» **RECORDS FOR THE EXERCISE**:
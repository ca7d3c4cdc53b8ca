//! Schedule lookups: `check_doctor_schedule` and `find_available_doctors`.
//!
//! Both answer with a ready-to-send `formattedMessage`, so the agent is not
//! asked to reformat a slot list it would only copy anyway.

use async_trait::async_trait;
use chrono::NaiveDate;
use medibook_core::calendar::{describe_date, parse_date};
use medibook_core::error::ToolError;
use medibook_core::tool::{Parameters, STATUS_DISAMBIGUATION, Tool, ToolName};
use serde_json::{Value, json};
use std::sync::Arc;

use crate::directory::ClinicDirectory;
use crate::text_param;

fn required_date(parameters: &Parameters) -> Result<NaiveDate, ToolError> {
    let raw = text_param(parameters, "date")
        .ok_or_else(|| ToolError::InvalidArguments("date is required (dd/mm/yyyy)".into()))?;
    parse_date(raw)
        .ok_or_else(|| ToolError::InvalidArguments(format!("Invalid date '{raw}', expected dd/mm/yyyy")))
}

pub struct CheckDoctorScheduleTool {
    directory: Arc<ClinicDirectory>,
}

impl CheckDoctorScheduleTool {
    pub fn new(directory: Arc<ClinicDirectory>) -> Self {
        Self { directory }
    }
}

#[async_trait]
impl Tool for CheckDoctorScheduleTool {
    fn name(&self) -> ToolName {
        ToolName::CheckDoctorSchedule
    }

    fn description(&self) -> &str {
        "List the free 30-minute appointment slots of one doctor on a given date."
    }

    fn parameters_schema(&self) -> Value {
        json!({
            "type": "object",
            "properties": {
                "doctorName": {
                    "type": "string",
                    "description": "Doctor name, accents optional"
                },
                "date": {
                    "type": "string",
                    "description": "Date in dd/mm/yyyy"
                }
            },
            "required": ["doctorName", "date"]
        })
    }

    async fn execute(&self, parameters: Parameters) -> Result<Value, ToolError> {
        let name = text_param(&parameters, "doctorName")
            .ok_or_else(|| ToolError::InvalidArguments("doctorName is required".into()))?;
        let date = required_date(&parameters)?;
        let day = describe_date(date);

        let found = self.directory.search_doctors(Some(name), None);
        let doctor = match found.as_slice() {
            [] => {
                return Err(ToolError::ExecutionFailed {
                    tool_name: ToolName::CheckDoctorSchedule.to_string(),
                    reason: format!("No doctor matches '{name}'"),
                });
            }
            [doctor] => *doctor,
            many => {
                let names: Vec<String> = many.iter().map(|d| d.display_name()).collect();
                return Ok(json!({
                    "status": STATUS_DISAMBIGUATION,
                    "message": format!("Có {} bác sĩ tên phù hợp: {}.", many.len(), names.join(", ")),
                    "question": format!("Bạn muốn xem lịch của bác sĩ nào vào {day}?"),
                }));
            }
        };

        let slots: Vec<String> = self
            .directory
            .free_slots(doctor, date)
            .iter()
            .map(|t| t.format("%H:%M").to_string())
            .collect();

        let message = if !self.directory.works_on(doctor, date) {
            format!("{} không làm việc vào {day}.", doctor.display_name())
        } else if slots.is_empty() {
            format!("{} đã kín lịch vào {day}.", doctor.display_name())
        } else {
            let lines: Vec<String> = slots.iter().map(|s| format!("- {s}")).collect();
            format!(
                "Lịch trống của {} vào {day}:\n{}\nBạn muốn đặt khung giờ nào?",
                doctor.display_name(),
                lines.join("\n")
            )
        };

        Ok(json!({
            "doctor": doctor.display_name(),
            "date": day,
            "slots": slots,
            "formattedMessage": message,
        }))
    }
}

pub struct FindAvailableDoctorsTool {
    directory: Arc<ClinicDirectory>,
}

impl FindAvailableDoctorsTool {
    pub fn new(directory: Arc<ClinicDirectory>) -> Self {
        Self { directory }
    }
}

#[async_trait]
impl Tool for FindAvailableDoctorsTool {
    fn name(&self) -> ToolName {
        ToolName::FindAvailableDoctors
    }

    fn description(&self) -> &str {
        "Find doctors with free appointment slots on a given date, optionally filtered by specialty."
    }

    fn parameters_schema(&self) -> Value {
        json!({
            "type": "object",
            "properties": {
                "date": {
                    "type": "string",
                    "description": "Date in dd/mm/yyyy"
                },
                "specialty": {
                    "type": "string",
                    "description": "Medical specialty, e.g. 'Nhi khoa'"
                }
            },
            "required": ["date"]
        })
    }

    async fn execute(&self, parameters: Parameters) -> Result<Value, ToolError> {
        let date = required_date(&parameters)?;
        let specialty = text_param(&parameters, "specialty");
        let day = describe_date(date);

        let available: Vec<(String, &str, usize)> = self
            .directory
            .search_doctors(None, specialty)
            .into_iter()
            .map(|d| (d.display_name(), d.specialty.as_str(), self.directory.free_slots(d, date).len()))
            .filter(|(_, _, free)| *free > 0)
            .collect();

        let message = if available.is_empty() {
            format!("Không có bác sĩ nào còn lịch trống vào {day}.")
        } else {
            let lines: Vec<String> = available
                .iter()
                .map(|(name, specialty, free)| format!("- {name} ({specialty}): {free} khung giờ trống"))
                .collect();
            format!("Các bác sĩ còn lịch trống vào {day}:\n{}", lines.join("\n"))
        };

        let doctors: Vec<Value> = available
            .iter()
            .map(|(name, specialty, free)| json!({ "name": name, "specialty": specialty, "freeSlots": free }))
            .collect();

        Ok(json!({
            "date": day,
            "doctors": doctors,
            "formattedMessage": message,
        }))
    }
}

» **WHAT THE EXERCISE ASKS**:
Scan the material above for the string "FindAvailableDoctorsTool", returning each line that contains it.

» **ANSWER AREA**:
pub struct FindAvailableDoctorsTool {
impl FindAvailableDoctorsTool {
impl Tool for FindAvailableDoctorsTool {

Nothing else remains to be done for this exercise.